2020 will certainly go down in history as a unique year. That much we can say for sure! Since we are not yet at December 31st, I will avoid tempting fate by suggesting we have seen everything that is going to play out as yet. However, the one certainty is that all the certainties thus far in 2020 have simply not panned out.
I should add that my only qualifications to write this article are as a property investor myself, with a hand in over 350 units purchased in the last decade, a former wealth manager and qualified letting agent, alongside two masters’ degrees that contain a healthy dose of economics, which arguably have not been much at all this year! I have no formal medical training, simply an obsession with numbers which bled into significant research around Covid during the (first!?) lockdown, and an analytical brain.

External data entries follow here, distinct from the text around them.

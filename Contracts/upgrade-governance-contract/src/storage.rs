use soroban_sdk::{contracttype, Address, BytesN, Env, Map};

use crate::{
    error::GovernanceError,
    types::{AccountVersion, MultisigConfig, UpgradeProposal},
};

#[contracttype]
#[derive(Clone)]
pub enum DataKey {
    Config,
    Proposals,
    Migrations,
    Loader,
    Target,
}

pub struct Storage<'a> {
    env: &'a Env,
}

impl<'a> Storage<'a> {
    pub fn new(env: &'a Env) -> Self {
        Self { env }
    }

    pub fn is_initialized(&self) -> bool {
        self.env.storage().instance().has(&DataKey::Config)
    }

    pub fn require_initialized(&self) -> Result<(), GovernanceError> {
        if self.is_initialized() {
            Ok(())
        } else {
            Err(GovernanceError::NotInitialized)
        }
    }

    pub fn init(&self, config: &MultisigConfig, loader: &Address, target: &Address) {
        self.env.storage().instance().set(&DataKey::Config, config);
        self.env.storage().instance().set(&DataKey::Loader, loader);
        self.env.storage().instance().set(&DataKey::Target, target);
    }

    pub fn config(&self) -> MultisigConfig {
        self.env.storage().instance().get(&DataKey::Config).unwrap()
    }

    pub fn save_config(&self, config: &MultisigConfig) {
        self.env.storage().instance().set(&DataKey::Config, config);
    }

    pub fn is_member(&self, who: &Address) -> bool {
        self.config().members.contains(who)
    }

    pub fn require_member(&self, who: &Address) -> Result<(), GovernanceError> {
        if self.is_member(who) {
            Ok(())
        } else {
            Err(GovernanceError::NotAMember)
        }
    }

    pub fn require_not_paused(&self) -> Result<(), GovernanceError> {
        if self.config().is_paused {
            Err(GovernanceError::SystemPaused)
        } else {
            Ok(())
        }
    }

    pub fn loader(&self) -> Address {
        self.env.storage().instance().get(&DataKey::Loader).unwrap()
    }

    pub fn target(&self) -> Address {
        self.env.storage().instance().get(&DataKey::Target).unwrap()
    }

    pub fn find_proposal(&self, payload_ref: &BytesN<32>) -> Option<UpgradeProposal> {
        self.proposals_map().get(payload_ref.clone())
    }

    pub fn get_proposal(&self, payload_ref: &BytesN<32>) -> Result<UpgradeProposal, GovernanceError> {
        self.find_proposal(payload_ref)
            .ok_or(GovernanceError::ProposalNotFound)
    }

    pub fn save_proposal(&self, proposal: &UpgradeProposal) {
        let mut map = self.proposals_map();
        map.set(proposal.payload_ref.clone(), proposal.clone());
        self.env.storage().instance().set(&DataKey::Proposals, &map);
    }

    pub fn has_migration(&self, account: &Address) -> bool {
        self.migrations_map().contains_key(account.clone())
    }

    pub fn get_migration(&self, account: &Address) -> Result<AccountVersion, GovernanceError> {
        self.migrations_map()
            .get(account.clone())
            .ok_or(GovernanceError::MigrationNotFound)
    }

    pub fn save_migration(&self, record: &AccountVersion) {
        let mut map = self.migrations_map();
        map.set(record.account.clone(), record.clone());
        self.env.storage().instance().set(&DataKey::Migrations, &map);
    }

    fn proposals_map(&self) -> Map<BytesN<32>, UpgradeProposal> {
        self.env
            .storage()
            .instance()
            .get(&DataKey::Proposals)
            .unwrap_or_else(|| Map::new(self.env))
    }

    fn migrations_map(&self) -> Map<Address, AccountVersion> {
        self.env
            .storage()
            .instance()
            .get(&DataKey::Migrations)
            .unwrap_or_else(|| Map::new(self.env))
    }
}
#![no_std]
//! Upgrade Governance Contract
//!
//! Gates replacement of a governed program's executable code behind an
//! m-of-n multisig and a mandatory timelock. Members stage a payload via a
//! proposal, approve until quorum, wait out the delay, then execute, which
//! hands the payload to a code-loading contract and finalizes the proposal.
//! An emergency pause switch suspends every mutating entry point except
//! resume, and a one-shot migration record tracks legacy accounts moved to
//! the current schema version.

mod error;
mod events;
mod storage;
mod types;

use soroban_sdk::{
    contract, contractimpl, symbol_short, Address, BytesN, Env, IntoVal, String, Val, Vec,
};

use crate::{
    error::GovernanceError,
    events::Events,
    storage::Storage,
    types::{AccountVersion, MultisigConfig, UpgradeProposal, UpgradeStatus},
};

/// Mandatory delay between reaching quorum and execution, in seconds (48h).
pub const TIMELOCK_PERIOD: u64 = 172_800;

pub const MAX_MEMBERS: u32 = 10;

pub const MAX_DESCRIPTION_LEN: u32 = 500;

/// Schema version legacy accounts are migrated to.
pub const TARGET_VERSION: u32 = 2;

#[contract]
pub struct UpgradeGovernanceContract;

/// Public interface for upgrade governance.
pub trait UpgradeGovernanceTrait {
    /// Initialize the multisig with a member list, an approval threshold,
    /// the code-loading contract, and the governed target. Can only be
    /// called once; threshold must be >0 and <= members length.
    fn init(
        env: Env,
        authority: Address,
        members: Vec<Address>,
        threshold: u32,
        loader: Address,
        target: Address,
    ) -> Result<(), GovernanceError>;
    /// Stage an upgrade proposal for a payload hash. One live proposal per
    /// payload; a terminal record for the same payload may be superseded.
    fn propose_upgrade(
        env: Env,
        proposer: Address,
        payload_ref: BytesN<32>,
        description: String,
    ) -> Result<(), GovernanceError>;
    /// Record one member's approval; the approval that reaches quorum also
    /// starts the timelock in the same step.
    fn approve_upgrade(
        env: Env,
        approver: Address,
        payload_ref: BytesN<32>,
    ) -> Result<(), GovernanceError>;
    /// Execute an eligible proposal: invoke the loader and, only on its
    /// confirmed success, mark the proposal executed. Loader failure leaves
    /// the proposal retryable.
    fn execute_upgrade(
        env: Env,
        executor: Address,
        payload_ref: BytesN<32>,
        spill: Address,
    ) -> Result<(), GovernanceError>;
    /// Cancel a non-terminal proposal; reclaimed staging rent goes to
    /// `refund_to`.
    fn cancel_upgrade(
        env: Env,
        canceller: Address,
        payload_ref: BytesN<32>,
        refund_to: Address,
    ) -> Result<(), GovernanceError>;
    /// Suspend all mutating entry points except `resume_system`.
    fn pause_system(env: Env, caller: Address) -> Result<(), GovernanceError>;
    fn resume_system(env: Env, caller: Address) -> Result<(), GovernanceError>;
    /// Record that a legacy account was migrated to the current schema
    /// version. Rejects re-migration of the same account.
    fn migrate_account(
        env: Env,
        migrator: Address,
        old_account: Address,
    ) -> Result<(), GovernanceError>;
    fn get_proposal(env: Env, payload_ref: BytesN<32>) -> Result<UpgradeProposal, GovernanceError>;
    fn get_account_version(env: Env, old_account: Address)
        -> Result<AccountVersion, GovernanceError>;
    fn is_member(env: Env, who: Address) -> bool;
    fn is_paused(env: Env) -> bool;
}

/// Timelock policy: a proposal is executable once its clock has been
/// running for `TIMELOCK_PERIOD`. A clock that moved backwards reads as
/// not ready rather than wrapping.
fn timelock_ready(proposal: &UpgradeProposal, now: u64) -> bool {
    if proposal.status != UpgradeStatus::TimelockActive {
        return false;
    }
    match proposal.timelock_start {
        Some(start) => match now.checked_sub(start) {
            Some(elapsed) => elapsed >= TIMELOCK_PERIOD,
            None => false,
        },
        None => false,
    }
}

fn require_not_terminal(proposal: &UpgradeProposal) -> Result<(), GovernanceError> {
    match proposal.status {
        UpgradeStatus::Executed => Err(GovernanceError::ProposalAlreadyExecuted),
        UpgradeStatus::Cancelled => Err(GovernanceError::ProposalAlreadyCancelled),
        _ => Ok(()),
    }
}

#[contractimpl]
impl UpgradeGovernanceTrait for UpgradeGovernanceContract {
    fn init(
        env: Env,
        authority: Address,
        members: Vec<Address>,
        threshold: u32,
        loader: Address,
        target: Address,
    ) -> Result<(), GovernanceError> {
        authority.require_auth();
        let store = Storage::new(&env);
        if store.is_initialized() {
            return Err(GovernanceError::AlreadyInitialized);
        }
        if members.len() == 0 {
            return Err(GovernanceError::EmptyMembers);
        }
        if members.len() > MAX_MEMBERS {
            return Err(GovernanceError::TooManyMembers);
        }
        if threshold == 0 || threshold > members.len() {
            return Err(GovernanceError::InvalidThreshold);
        }
        for i in 0..members.len() {
            let member = members.get_unchecked(i);
            for j in (i + 1)..members.len() {
                if members.get_unchecked(j) == member {
                    return Err(GovernanceError::DuplicateMember);
                }
            }
        }
        let config = MultisigConfig {
            authority,
            members,
            threshold,
            is_paused: false,
        };
        store.init(&config, &loader, &target);
        Ok(())
    }

    fn propose_upgrade(
        env: Env,
        proposer: Address,
        payload_ref: BytesN<32>,
        description: String,
    ) -> Result<(), GovernanceError> {
        proposer.require_auth();
        let store = Storage::new(&env);
        store.require_initialized()?;
        store.require_not_paused()?;
        store.require_member(&proposer)?;
        if description.len() > MAX_DESCRIPTION_LEN {
            return Err(GovernanceError::DescriptionTooLong);
        }
        if let Some(existing) = store.find_proposal(&payload_ref) {
            if !existing.status.is_terminal() {
                return Err(GovernanceError::ProposalAlreadyExists);
            }
        }
        let now = env.ledger().timestamp();
        let proposal = UpgradeProposal {
            payload_ref,
            proposer,
            description,
            status: UpgradeStatus::Proposed,
            approvals: Vec::new(&env),
            created_at: now,
            timelock_start: None,
            executed_at: None,
        };
        store.save_proposal(&proposal);
        Events::emit_proposal_created(&env, &proposal);
        Ok(())
    }

    fn approve_upgrade(
        env: Env,
        approver: Address,
        payload_ref: BytesN<32>,
    ) -> Result<(), GovernanceError> {
        approver.require_auth();
        let store = Storage::new(&env);
        store.require_initialized()?;
        store.require_not_paused()?;
        store.require_member(&approver)?;
        let mut proposal = store.get_proposal(&payload_ref)?;
        require_not_terminal(&proposal)?;
        // Checked before insertion so a rejected duplicate never counts.
        if proposal.approvals.contains(&approver) {
            return Err(GovernanceError::AlreadyApproved);
        }
        proposal.approvals.push_back(approver.clone());

        let now = env.ledger().timestamp();
        let threshold = store.config().threshold;
        let mut timelock_activated = false;
        // The approval that reaches quorum starts the clock in the same
        // step; later approvals are recorded but change nothing else.
        if proposal.approvals.len() == threshold && proposal.timelock_start.is_none() {
            proposal.status = UpgradeStatus::TimelockActive;
            proposal.timelock_start = Some(now);
            timelock_activated = true;
        }
        store.save_proposal(&proposal);

        if timelock_activated {
            Events::emit_timelock_activated(
                &env,
                &payload_ref,
                now,
                now.saturating_add(TIMELOCK_PERIOD),
            );
        }
        Events::emit_upgrade_approved(
            &env,
            &payload_ref,
            &approver,
            proposal.approvals.len(),
            threshold,
            timelock_activated,
            now,
        );
        Ok(())
    }

    fn execute_upgrade(
        env: Env,
        executor: Address,
        payload_ref: BytesN<32>,
        spill: Address,
    ) -> Result<(), GovernanceError> {
        executor.require_auth();
        let store = Storage::new(&env);
        store.require_initialized()?;
        store.require_not_paused()?;
        let mut proposal = store.get_proposal(&payload_ref)?;
        match proposal.status {
            UpgradeStatus::TimelockActive => {}
            UpgradeStatus::Executed => return Err(GovernanceError::ProposalAlreadyExecuted),
            UpgradeStatus::Cancelled => return Err(GovernanceError::ProposalAlreadyCancelled),
            _ => return Err(GovernanceError::InvalidProposalState),
        }
        let now = env.ledger().timestamp();
        if !timelock_ready(&proposal, now) {
            return Err(GovernanceError::TimelockNotElapsed);
        }

        // Hand the payload to the loader. Anything but a clean success
        // leaves the proposal in TimelockActive for a later retry.
        let loader = store.loader();
        let target = store.target();
        let args: Vec<Val> = (target, proposal.payload_ref.clone(), spill).into_val(&env);
        let res = env.try_invoke_contract::<(), soroban_sdk::Error>(
            &loader,
            &symbol_short!("load"),
            args,
        );
        if !matches!(res, Ok(Ok(()))) {
            return Err(GovernanceError::LoaderCallFailed);
        }

        proposal.status = UpgradeStatus::Executed;
        proposal.executed_at = Some(now);
        store.save_proposal(&proposal);
        Events::emit_upgrade_executed(&env, &payload_ref, &executor, now);
        Ok(())
    }

    fn cancel_upgrade(
        env: Env,
        canceller: Address,
        payload_ref: BytesN<32>,
        refund_to: Address,
    ) -> Result<(), GovernanceError> {
        canceller.require_auth();
        let store = Storage::new(&env);
        store.require_initialized()?;
        store.require_not_paused()?;
        store.require_member(&canceller)?;
        let mut proposal = store.get_proposal(&payload_ref)?;
        require_not_terminal(&proposal)?;
        proposal.status = UpgradeStatus::Cancelled;
        store.save_proposal(&proposal);
        let now = env.ledger().timestamp();
        Events::emit_upgrade_cancelled(&env, &payload_ref, &canceller, &refund_to, now);
        Ok(())
    }

    fn pause_system(env: Env, caller: Address) -> Result<(), GovernanceError> {
        caller.require_auth();
        let store = Storage::new(&env);
        store.require_initialized()?;
        store.require_member(&caller)?;
        let mut config = store.config();
        if config.is_paused {
            return Err(GovernanceError::SystemAlreadyPaused);
        }
        config.is_paused = true;
        store.save_config(&config);
        Events::emit_system_paused(&env, &caller, env.ledger().timestamp());
        Ok(())
    }

    fn resume_system(env: Env, caller: Address) -> Result<(), GovernanceError> {
        caller.require_auth();
        let store = Storage::new(&env);
        store.require_initialized()?;
        store.require_member(&caller)?;
        let mut config = store.config();
        if !config.is_paused {
            return Err(GovernanceError::SystemNotPaused);
        }
        config.is_paused = false;
        store.save_config(&config);
        Events::emit_system_resumed(&env, &caller, env.ledger().timestamp());
        Ok(())
    }

    fn migrate_account(
        env: Env,
        migrator: Address,
        old_account: Address,
    ) -> Result<(), GovernanceError> {
        migrator.require_auth();
        let store = Storage::new(&env);
        store.require_initialized()?;
        store.require_not_paused()?;
        store.require_member(&migrator)?;
        if store.has_migration(&old_account) {
            return Err(GovernanceError::AlreadyMigrated);
        }
        let now = env.ledger().timestamp();
        let record = AccountVersion {
            account: old_account.clone(),
            version: TARGET_VERSION,
            migrated: true,
            migrated_at: now,
        };
        store.save_migration(&record);
        Events::emit_account_migrated(&env, &old_account, TARGET_VERSION - 1, TARGET_VERSION, now);
        Ok(())
    }

    fn get_proposal(env: Env, payload_ref: BytesN<32>) -> Result<UpgradeProposal, GovernanceError> {
        Storage::new(&env).get_proposal(&payload_ref)
    }

    fn get_account_version(
        env: Env,
        old_account: Address,
    ) -> Result<AccountVersion, GovernanceError> {
        Storage::new(&env).get_migration(&old_account)
    }

    fn is_member(env: Env, who: Address) -> bool {
        let store = Storage::new(&env);
        store.is_initialized() && store.is_member(&who)
    }

    fn is_paused(env: Env) -> bool {
        let store = Storage::new(&env);
        store.is_initialized() && store.config().is_paused
    }
}
// types.rs
use soroban_sdk::{contracttype, Address, BytesN, String, Vec};

#[contracttype]
#[derive(Clone, Copy, Debug, Eq, PartialEq)]
pub enum UpgradeStatus {
    Proposed,
    Approved,
    TimelockActive,
    Executed,
    Cancelled,
}

impl UpgradeStatus {
    pub fn is_terminal(self) -> bool {
        matches!(self, UpgradeStatus::Executed | UpgradeStatus::Cancelled)
    }
}

/// Singleton governance configuration. Membership and threshold are fixed
/// at initialization; only the pause flag mutates afterwards.
#[contracttype]
#[derive(Clone)]
pub struct MultisigConfig {
    pub authority: Address,
    pub members: Vec<Address>,
    pub threshold: u32,
    pub is_paused: bool,
}

/// One proposal per staged payload, keyed by the payload hash. Terminal
/// records are kept for audit; approvals preserve insertion order.
#[contracttype]
#[derive(Clone, Debug, Eq, PartialEq)]
pub struct UpgradeProposal {
    pub payload_ref: BytesN<32>,
    pub proposer: Address,
    pub description: String,
    pub status: UpgradeStatus,
    pub approvals: Vec<Address>,
    pub created_at: u64,
    pub timelock_start: Option<u64>,
    pub executed_at: Option<u64>,
}

/// One-shot migration record for a legacy account. Immutable once written.
#[contracttype]
#[derive(Clone, Debug, Eq, PartialEq)]
pub struct AccountVersion {
    pub account: Address,
    pub version: u32,
    pub migrated: bool,
    pub migrated_at: u64,
}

I prefer to take the geographical biases and also the customer base biases out of the datasets (e.g. Nationwide do a lot of lending at higher LTVs, Halifax HPI contains a bias towards some northern areas) and look at the ONS - whilst the September figures will not be released until the end of November, August showed a 2.5% year-on-year increase at the ONS (versus Halifax showing 5.2% and Nationwide showing 2.0%. The danger of reading into anything on any month, during such a period of volatility, is unwise but the ONS figures show an improvement on 2019 (which was a very flat year, with Brexit jitters alongside the 2019 election).
So how can prices have raced forwards in such a difficult year? Well, we should not forget the first two-and-a-half months. The Boris bounce was strong and March 2020 showed a strong year-on-year increase in comparison to the 2019 figures. Then the lockdown - and a total “experiment” from the market’s perspective. Pent-up demand and a lack of supply then forced prices up in the most basic economic analysis of demand and supply curves. The “rain that never came” (or the recession that had already passed before it was recognised) - as it may be known as (pending other economic events of course!) saw lots of job losses, but also significant job creation, and so far has concentrated the job losses at the lower socio-economic and skill levels, sadly for those affected.